But now here come the problems, this newness of the open doors open to the pagans? To the pagans, because the Apostles preached to the Jews, but the pagans also came to knock on the door of the Church; and this novelty of the doors open to pagans unchains a very animated controversy. Some Jews affirm the necessity of circumcision for being saved, and then to receive baptism. They say, "If you do not let yourself be circumcised according to the custom of Moses, you cannot be saved"(Acts 15:1), that is, you cannot receive baptism later. First the Jewish rite and then the baptism: this was their position. And to resolve the issue, Paul and Barnabas consult the council of the Apostles and elders in Jerusalem, and what is considered to be the first council in the history of the Church, the council or assembly of Jerusalem, referred to by Paul in the Letter to Galatians (2:1-10).

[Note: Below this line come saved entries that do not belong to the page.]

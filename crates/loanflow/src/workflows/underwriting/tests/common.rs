use std::collections::HashMap;
use std::sync::{Arc, Mutex};

use axum::response::Response;
use chrono::NaiveDate;
use serde_json::Value;

use crate::workflows::underwriting::domain::{
    ApplicationId, ApplicationSnapshot, ApplicationStatus, BorrowerProfile, CitizenshipStatus,
    CreditInformation, EmploymentInfo, LoanDetails, ProgramSnapshot, ProgramStatus, QueueItemId,
    StipulationId,
};
use crate::workflows::underwriting::events::{EventError, EventPublisher, UnderwritingEvent};
use crate::workflows::underwriting::queue::QueueItem;
use crate::workflows::underwriting::records::{DecisionRecord, Stipulation};
use crate::workflows::underwriting::repository::{StoreError, UnderwritingStore};
use crate::workflows::underwriting::router::underwriting_router;
use crate::workflows::underwriting::service::UnderwritingService;

pub(super) fn strong_borrower() -> BorrowerProfile {
    BorrowerProfile {
        citizenship_status: Some(CitizenshipStatus::UsCitizen),
        employment: Some(EmploymentInfo {
            employer: "Cedar Analytics".to_string(),
            months_employed: 36,
        }),
        annual_income: Some(80_000.0),
        monthly_income: Some(6_600.0),
        monthly_housing_payment: Some(1_320.0),
    }
}

pub(super) fn active_program() -> ProgramSnapshot {
    ProgramSnapshot {
        program_code: "CS-BS".to_string(),
        status: ProgramStatus::Active,
    }
}

pub(super) fn application(suffix: &str) -> ApplicationSnapshot {
    ApplicationSnapshot {
        application_id: ApplicationId(format!("app-{suffix}")),
        loan: LoanDetails {
            requested_amount: 20_000.0,
        },
        borrower: strong_borrower(),
        program: Some(active_program()),
        status: ApplicationStatus::InReview,
    }
}

pub(super) fn credit(score: Option<u16>, dti: Option<f64>) -> CreditInformation {
    CreditInformation {
        credit_score: score,
        debt_to_income_ratio: dti,
        monthly_debt: dti.map(|ratio| ratio * 6_600.0),
        report_reference: Some("bureau-ref-001".to_string()),
        report_date: NaiveDate::from_ymd_opt(2025, 6, 1),
        is_co_borrower: false,
    }
}

pub(super) fn strong_credit() -> CreditInformation {
    credit(Some(750), Some(0.25))
}

pub(super) fn required_by() -> NaiveDate {
    NaiveDate::from_ymd_opt(2025, 9, 30).expect("valid date")
}

pub(super) fn build_service() -> (
    UnderwritingService<MemoryStore, RecordingPublisher>,
    Arc<MemoryStore>,
    Arc<RecordingPublisher>,
) {
    let store = Arc::new(MemoryStore::default());
    let events = Arc::new(RecordingPublisher::default());
    let service = UnderwritingService::new(store.clone(), events.clone());
    (service, store, events)
}

pub(super) fn underwriting_router_with_service(
    service: UnderwritingService<MemoryStore, RecordingPublisher>,
) -> axum::Router {
    underwriting_router(Arc::new(service))
}

pub(super) async fn read_json_body(response: Response) -> Value {
    let body = axum::body::to_bytes(response.into_body(), 64 * 1024)
        .await
        .expect("read body");
    serde_json::from_slice(&body).expect("json payload")
}

#[derive(Default)]
struct MemoryStoreInner {
    queue: HashMap<QueueItemId, QueueItem>,
    decisions: HashMap<ApplicationId, DecisionRecord>,
    stipulations: HashMap<StipulationId, Stipulation>,
    application_statuses: HashMap<ApplicationId, ApplicationStatus>,
}

/// In-memory store with the same compare-and-swap contract a SQL adapter
/// would honor.
#[derive(Default, Clone)]
pub(super) struct MemoryStore {
    inner: Arc<Mutex<MemoryStoreInner>>,
}

impl MemoryStore {
    pub(super) fn application_status(&self, id: &ApplicationId) -> Option<ApplicationStatus> {
        let guard = self.inner.lock().expect("store mutex poisoned");
        guard.application_statuses.get(id).copied()
    }
}

impl UnderwritingStore for MemoryStore {
    fn insert_queue_item(&self, item: QueueItem) -> Result<QueueItem, StoreError> {
        let mut guard = self.inner.lock().expect("store mutex poisoned");
        if guard.queue.contains_key(&item.id) {
            return Err(StoreError::Conflict);
        }
        guard.queue.insert(item.id.clone(), item.clone());
        Ok(item)
    }

    fn update_queue_item(&self, mut item: QueueItem) -> Result<QueueItem, StoreError> {
        let mut guard = self.inner.lock().expect("store mutex poisoned");
        let stored = guard.queue.get(&item.id).ok_or(StoreError::NotFound)?;
        if stored.version != item.version {
            return Err(StoreError::Conflict);
        }
        item.version += 1;
        guard.queue.insert(item.id.clone(), item.clone());
        Ok(item)
    }

    fn fetch_queue_item(&self, id: &QueueItemId) -> Result<Option<QueueItem>, StoreError> {
        let guard = self.inner.lock().expect("store mutex poisoned");
        Ok(guard.queue.get(id).cloned())
    }

    fn pending_queue(&self, limit: usize) -> Result<Vec<QueueItem>, StoreError> {
        let guard = self.inner.lock().expect("store mutex poisoned");
        Ok(guard
            .queue
            .values()
            .filter(|item| {
                item.status == crate::workflows::underwriting::domain::QueueStatus::Pending
            })
            .take(limit)
            .cloned()
            .collect())
    }

    fn insert_decision(&self, record: DecisionRecord) -> Result<DecisionRecord, StoreError> {
        let mut guard = self.inner.lock().expect("store mutex poisoned");
        if guard.decisions.contains_key(&record.application_id) {
            return Err(StoreError::Conflict);
        }
        guard
            .decisions
            .insert(record.application_id.clone(), record.clone());
        Ok(record)
    }

    fn fetch_decision(
        &self,
        application_id: &ApplicationId,
    ) -> Result<Option<DecisionRecord>, StoreError> {
        let guard = self.inner.lock().expect("store mutex poisoned");
        Ok(guard.decisions.get(application_id).cloned())
    }

    fn insert_stipulations(
        &self,
        stipulations: Vec<Stipulation>,
    ) -> Result<Vec<Stipulation>, StoreError> {
        let mut guard = self.inner.lock().expect("store mutex poisoned");
        for stipulation in &stipulations {
            if guard.stipulations.contains_key(&stipulation.id) {
                return Err(StoreError::Conflict);
            }
        }
        for stipulation in &stipulations {
            guard
                .stipulations
                .insert(stipulation.id.clone(), stipulation.clone());
        }
        Ok(stipulations)
    }

    fn update_stipulation(&self, mut stipulation: Stipulation) -> Result<Stipulation, StoreError> {
        let mut guard = self.inner.lock().expect("store mutex poisoned");
        let stored = guard
            .stipulations
            .get(&stipulation.id)
            .ok_or(StoreError::NotFound)?;
        if stored.version != stipulation.version {
            return Err(StoreError::Conflict);
        }
        stipulation.version += 1;
        guard
            .stipulations
            .insert(stipulation.id.clone(), stipulation.clone());
        Ok(stipulation)
    }

    fn fetch_stipulation(&self, id: &StipulationId) -> Result<Option<Stipulation>, StoreError> {
        let guard = self.inner.lock().expect("store mutex poisoned");
        Ok(guard.stipulations.get(id).cloned())
    }

    fn stipulations_for(
        &self,
        application_id: &ApplicationId,
    ) -> Result<Vec<Stipulation>, StoreError> {
        let guard = self.inner.lock().expect("store mutex poisoned");
        Ok(guard
            .stipulations
            .values()
            .filter(|stipulation| &stipulation.application_id == application_id)
            .cloned()
            .collect())
    }

    fn set_application_status(
        &self,
        application_id: &ApplicationId,
        status: ApplicationStatus,
    ) -> Result<(), StoreError> {
        let mut guard = self.inner.lock().expect("store mutex poisoned");
        guard
            .application_statuses
            .insert(application_id.clone(), status);
        Ok(())
    }
}

#[derive(Default, Clone)]
pub(super) struct RecordingPublisher {
    events: Arc<Mutex<Vec<UnderwritingEvent>>>,
}

impl RecordingPublisher {
    pub(super) fn events(&self) -> Vec<UnderwritingEvent> {
        self.events.lock().expect("event mutex poisoned").clone()
    }
}

impl EventPublisher for RecordingPublisher {
    fn publish(&self, event: UnderwritingEvent) -> Result<(), EventError> {
        self.events
            .lock()
            .expect("event mutex poisoned")
            .push(event);
        Ok(())
    }
}

/// Store double that reports the backing database offline.
pub(super) struct UnavailableStore;

impl UnderwritingStore for UnavailableStore {
    fn insert_queue_item(&self, _item: QueueItem) -> Result<QueueItem, StoreError> {
        Err(StoreError::Unavailable("database offline".to_string()))
    }

    fn update_queue_item(&self, _item: QueueItem) -> Result<QueueItem, StoreError> {
        Err(StoreError::Unavailable("database offline".to_string()))
    }

    fn fetch_queue_item(&self, _id: &QueueItemId) -> Result<Option<QueueItem>, StoreError> {
        Err(StoreError::Unavailable("database offline".to_string()))
    }

    fn pending_queue(&self, _limit: usize) -> Result<Vec<QueueItem>, StoreError> {
        Err(StoreError::Unavailable("database offline".to_string()))
    }

    fn insert_decision(&self, _record: DecisionRecord) -> Result<DecisionRecord, StoreError> {
        Err(StoreError::Unavailable("database offline".to_string()))
    }

    fn fetch_decision(
        &self,
        _application_id: &ApplicationId,
    ) -> Result<Option<DecisionRecord>, StoreError> {
        Err(StoreError::Unavailable("database offline".to_string()))
    }

    fn insert_stipulations(
        &self,
        _stipulations: Vec<Stipulation>,
    ) -> Result<Vec<Stipulation>, StoreError> {
        Err(StoreError::Unavailable("database offline".to_string()))
    }

    fn update_stipulation(&self, _stipulation: Stipulation) -> Result<Stipulation, StoreError> {
        Err(StoreError::Unavailable("database offline".to_string()))
    }

    fn fetch_stipulation(&self, _id: &StipulationId) -> Result<Option<Stipulation>, StoreError> {
        Err(StoreError::Unavailable("database offline".to_string()))
    }

    fn stipulations_for(
        &self,
        _application_id: &ApplicationId,
    ) -> Result<Vec<Stipulation>, StoreError> {
        Err(StoreError::Unavailable("database offline".to_string()))
    }

    fn set_application_status(
        &self,
        _application_id: &ApplicationId,
        _status: ApplicationStatus,
    ) -> Result<(), StoreError> {
        Err(StoreError::Unavailable("database offline".to_string()))
    }
}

A very delicate theological, spiritual and disciplinary question is addressed: that is, the relationship between faith in Christ and the observance of the Law of Moses. Decisive in the course of the assembly were the speeches of Peter and James, "pillars" of the Mother Church (cf. Acts 15.7-21; Gal 2.9). They invite them not to impose circumcision on the pagans, but to ask them only to reject idolatry in all of its expressions. From this comes a common path, and this decision is ratified by the apostolic letter sent to Antioch.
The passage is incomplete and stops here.